The arguments collected by Lauritsen are laid out well and the reader can decide on the vigor of their various vintages—Dynes 1995, Murray 1997, Lauritsen 1998 (and 2019), Rechy 2005, Evans 2009. And yet I wondered as I read them why I was unmoved. Coming into a sexual sensibility in the 1960s, I am old enough also to have a sense of queer. Still I can’t recall it ever being used. Fag on the other hand seemed to be the insult of choice.

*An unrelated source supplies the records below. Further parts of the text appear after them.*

use clap::Parser;
use fixtures::{provider, run_server, FixtureArgs};

/// Identity provider and payment API fixture server
#[derive(Parser, Debug)]
#[clap(name = "provider-fixture")]
struct Cli {
    #[clap(flatten)]
    common: FixtureArgs,
}

#[tokio::main]
async fn main() -> anyhow::Result<()> {
    let args = Cli::parse();

    let app = provider::router(provider::ProviderFixture::new());

    run_server(args.common, app).await
}
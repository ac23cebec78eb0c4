use axum::{extract::State, Json};
use color_eyre::eyre::WrapErr;
use serde::Serialize;

use crate::{errors::ServerResult, state::AppState};

#[derive(Debug, Serialize)]
#[serde(rename_all = "camelCase")]
pub struct SetupIntentResponse {
    pub client_secret: String,
}

/// Create a Stripe setup intent and hand its client secret to the frontend
pub async fn create_setup_intent(
    State(state): State<AppState>,
) -> ServerResult<Json<SetupIntentResponse>> {
    let intent = state
        .stripe
        .create_setup_intent()
        .await
        .wrap_err("Failed to create setup intent")?;

    Ok(Json(SetupIntentResponse {
        client_secret: intent.client_secret,
    }))
}
//! OAuth2 authorization-code client for the Google identity provider
//! This covers the authorization URL, the code exchange and the userinfo lookup

pub mod client;
pub mod state;
pub mod token;

// Re-export main types and functions
pub use client::*;
pub use state::*;
pub use token::*;
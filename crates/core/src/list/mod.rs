mod requests;
mod types;

pub use requests::{CreateListItem, UpdateListItem};
pub use types::ListItem;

And like Rechy, I can’t imagine an academic discipline coalescing under the designation of “fag theory.” Reimagining gay, just as queer has been, is worth considering, if it’s not too late.
Header image: spread from
The Gay Liberation Book (1973),
ex-University of Vermont Library
Notes
- A teaser for the essay is available here.
- A couple of years later I would find all of Baldwin’s books on the shelves of my future wife Andrea Carney. Years after that we became acquainted with Stan Weir, who had worked and dialogued with Baldwin. See this section of my earlier post The feeble strength of one.
- Edward Alwood. 1996. Straight News: Gays, Lesbians, and the News Media, New York: Columbia University Press, 211.
- The book was published in 1974 with a revised edition in 1995. In my review of Martin Aston’s 2017 volume on gay music I note the similarity between the production notes included in Early Homosexual Rights Movement by its publisher, Times Change Press, and those in a 45 RPM single issued by the British band Scritti Politti.
- Lauritsen and Thorstad, 5.
- Brian Bromberger, “The Man Who Took On The Times,” Gay & Lesbian Review, Mar–Apr 2017, 17.
- For a wry take on this tale see W. H. Auden’s “Ganymede.” And the late John Boswell discusses Ganymede at length in Christianity, Social Tolerance, and Homosexuality (Chicago and London: University of Chicago Press, 1980).
- Webster’s New Collegiate Dictionary, 1981, 939.
My objection to the word “queer” to describe homosexuals is that it is too much like the word “different.” Different from what or whom, I ask? It implies some norm that homosexuals (and all those on the LGBTQIA spectrum) are not part of. The norm is human, and it inlcudes LGBTQIA and add one more — H for heterosexual.
Brava, Milania! In fact I considered using this as the header image, from the same book.